Grings, Wittmann und nun Eta: Frauen in der Männerdomäne Fußball

Inka Grings versteht Marie-Louise Eta sehr gut. Sie selbst erlebte als erste Trainerin im Männerfußball viel Aufmerksamkeit und Kritik, aber auch erfreuliche Momente. Diese widersprachen oft den üblichen Vorurteilen. "Damals hatte ich einen 2,10 m großen Nationalspieler aus Tunesien. Er war Muslim", erzählte Grings der SID. "Am Ende sagte er als Erster nach meinem Weggang, wie schade das sei. Wir halten bis heute Kontakt." Eta ist jetzt die erste Trainerin in der Fußball-Bundesliga und baut auf Vorreiterinnen wie Grings auf.

Im April 2019 übernahm Grings den abstiegsgefährdeten West-Regionalligisten SV Straelen und machte damit Geschichte: Zum ersten Mal leitete eine Frau ein Team in einer der vier höchsten Männerligen Deutschlands. Ein Jahr später trainierte Imke Wübbenhorst die Sportfreunde Lotte in der Viertklass.

Grings rechnet bei Eta nicht mit geschlechtsspezifischen Spannungen zu den Spielern: "Diese Art von Problem wird es nicht geben. Die Spieler müssen sowieso tun, was der Trainerstab anordnet – ansonsten kommen andere zum Zug."

"Medialer Hype war enorm"

Eta führte am Dienstag erstmals in der Bundesliga-Geschichte ein Training bei einem Top-Team durch. Am Samstag (15.30 Uhr/Sky) steht die 34-Jährige dann vor der ersten großen Herausforderung: Mit Union Berlin muss sie gegen den Abstiegskandidaten VfL Wolfsburg antreten.

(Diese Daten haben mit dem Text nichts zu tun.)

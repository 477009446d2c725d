//! Student progress: recorded course results and pending-course queries

use crate::core::error::{PlannerError, Result};
use crate::core::models::{AcademicHistory, Catalog, Period};
use serde::{Deserialize, Serialize};
use std::ops::RangeInclusive;
use tracing::debug;

/// Valid grades (1.0–7.0 scale, stored times ten)
pub const GRADE_RANGE: RangeInclusive<u8> = 10..=70;

/// Valid academic years
pub const YEAR_RANGE: RangeInclusive<i32> = 2000..=2100;

/// Outcome of taking a course
#[derive(Debug, Clone, Copy, PartialEq, Eq, Serialize, Deserialize)]
#[serde(rename_all = "lowercase")]
pub enum CourseStatus {
    /// The course was passed
    Approved,
    /// The course was failed
    Failed,
}

/// One recorded course result
#[derive(Debug, Clone, PartialEq, Eq, Serialize, Deserialize)]
#[serde(rename_all = "camelCase")]
pub struct ProgressRecord {
    /// Course code
    pub course_code: String,
    /// Result
    pub status: CourseStatus,
    /// Final grade times ten, if known
    #[serde(default)]
    pub grade: Option<u8>,
    /// Year the course was taken
    pub year: i32,
    /// Period the course was taken in
    pub period: Period,
}

impl ProgressRecord {
    /// Check field ranges
    ///
    /// # Errors
    /// Returns [`PlannerError::InvalidProgress`] naming the offending field
    pub fn validate(&self) -> Result<()> {
        if self.course_code.trim().is_empty() {
            return Err(PlannerError::InvalidProgress(
                "course code must not be empty".to_string(),
            ));
        }
        if let Some(grade) = self.grade {
            if !GRADE_RANGE.contains(&grade) {
                return Err(PlannerError::InvalidProgress(format!(
                    "grade {grade} outside {}..={}",
                    GRADE_RANGE.start(),
                    GRADE_RANGE.end()
                )));
            }
        }
        if !YEAR_RANGE.contains(&self.year) {
            return Err(PlannerError::InvalidProgress(format!(
                "year {} outside {}..={}",
                self.year,
                YEAR_RANGE.start(),
                YEAR_RANGE.end()
            )));
        }
        Ok(())
    }

    /// Validate the record and fold it into `history`.
    ///
    /// An approval is always recorded; an earlier failure of the same course
    /// stays in the failed set. A failure is ignored once the course is
    /// approved.
    ///
    /// # Errors
    /// Returns [`PlannerError::InvalidProgress`] for out-of-range records
    pub fn apply_to(&self, history: &mut AcademicHistory) -> Result<()> {
        self.validate()?;
        let code = self.course_code.trim().to_string();
        match self.status {
            CourseStatus::Approved => {
                history.approved.insert(code);
            }
            CourseStatus::Failed => {
                if !history.is_approved(&code) {
                    history.failed.insert(code);
                }
            }
        }
        Ok(())
    }
}

/// Catalog courses the student has not approved yet, in catalog order
#[must_use]
pub fn pending_courses(catalog: &Catalog, history: &AcademicHistory) -> Vec<String> {
    let pending: Vec<String> = catalog
        .codes()
        .filter(|code| !history.is_approved(code))
        .map(ToString::to_string)
        .collect();

    debug!(
        "Pending courses for {}: {}",
        catalog.career_code,
        if pending.is_empty() {
            "none".to_string()
        } else {
            pending.join(", ")
        }
    );
    pending
}

#[cfg(test)]
mod tests {
    use super::*;
    use crate::core::models::Course;

    fn record(code: &str, status: CourseStatus) -> ProgressRecord {
        ProgressRecord {
            course_code: code.to_string(),
            status,
            grade: Some(55),
            year: 2025,
            period: Period::S1,
        }
    }

    #[test]
    fn test_validate_ranges() {
        assert!(record("MAT001", CourseStatus::Approved).validate().is_ok());

        let mut low_grade = record("MAT001", CourseStatus::Failed);
        low_grade.grade = Some(9);
        assert!(matches!(
            low_grade.validate(),
            Err(PlannerError::InvalidProgress(msg)) if msg.contains("grade")
        ));

        let mut old = record("MAT001", CourseStatus::Approved);
        old.year = 1999;
        assert!(old.validate().is_err());

        let mut no_grade = record("MAT001", CourseStatus::Approved);
        no_grade.grade = None;
        assert!(no_grade.validate().is_ok());

        assert!(record("  ", CourseStatus::Approved).validate().is_err());
    }

    #[test]
    fn test_apply_failure_then_approval() {
        let mut history = AcademicHistory::new();
        record("FIS001", CourseStatus::Failed)
            .apply_to(&mut history)
            .unwrap();
        assert!(history.has_failed("FIS001"));

        record("FIS001", CourseStatus::Approved)
            .apply_to(&mut history)
            .unwrap();
        assert!(history.is_approved("FIS001"));
        assert!(history.has_failed("FIS001"));
    }

    #[test]
    fn test_failure_after_approval_is_ignored() {
        let mut history = AcademicHistory::from_lists(["MAT001"], Vec::<&str>::new());
        record("MAT001", CourseStatus::Failed)
            .apply_to(&mut history)
            .unwrap();
        assert!(!history.has_failed("MAT001"));
    }

    #[test]
    fn test_pending_courses_in_catalog_order() {
        let catalog = Catalog::from_courses(
            "ICCI",
            vec![
                Course::new("MAT001", "Cálculo I", 3),
                Course::new("PRG001", "Programación I", 4),
                Course::new("FIS001", "Física I", 4),
            ],
        );
        let history = AcademicHistory::from_lists(["PRG001"], ["FIS001"]);

        assert_eq!(pending_courses(&catalog, &history), vec!["MAT001", "FIS001"]);
    }

    #[test]
    fn test_record_json_shape() {
        let json = r#"{"courseCode":"MAT001","status":"failed","grade":32,"year":2024,"period":"S2"}"#;
        let parsed: ProgressRecord = serde_json::from_str(json).unwrap();
        assert_eq!(parsed.status, CourseStatus::Failed);
        assert_eq!(parsed.period, Period::S2);
    }
}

Zum Match-Center: Union Berlin vs. VfL Wolfsburg

Sabrina Wittmann, seit 2024 Cheftrainerin beim FC Ingolstadt im deutschen Männer-Profifußball, merkt, dass die Unterschiede gar nicht so groß sind. "Der mediale Hype war enorm, aber intern fühlte es sich an, als würde ich nur eine Liga höher arbeiten, mit volleren Stadien", erklärte Wittmann im Aktuellen Sportstudio. Auch sie spürte, dass ihr Geschlecht im Team kaum eine Rolle spielte. "Was mich beeindruckte: Wie wenig die Spieler daraus ein Problem machten. Es war einfach nicht nötig."

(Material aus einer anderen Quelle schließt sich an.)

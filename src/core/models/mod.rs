//! Data models for `degree_planner`

pub mod catalog;
pub mod course;
pub mod history;
pub mod projection;
pub mod semester;

pub use catalog::Catalog;
pub use course::Course;
pub use history::AcademicHistory;
pub use projection::{
    FullProjection, PlanRequest, ProjectionResult, SemesterCredits, ValidationResult,
    ALREADY_GRADUATED,
};
pub use semester::{Period, SemesterPlan, Term};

All diese Frauen dienen als Vorbilder für jüngere Generationen. Wittmann hörte das sogar von ihren eigenen Spielern. Pascal Testroet sagte zu ihr: "Super, dass meine Töchter jetzt sehen können, sie können alles werden." Das bleibt Wittmann "als bleibender Eindruck und begleitet mich weiterhin", fügte sie hinzu.

Allerdings braucht es Entscheidungsträger, die Frauen in solche Positionen bringen. "Es hängt von den Entscheidungen der Verantwortlichen ab, und da hatte ich enormes Glück", betonte Wittmann.

Eta ist jetzt im Fokus. Doch sie hat Frauen hinter sich, die bewiesen haben, dass Fachkompetenz vor Geschlecht zählt.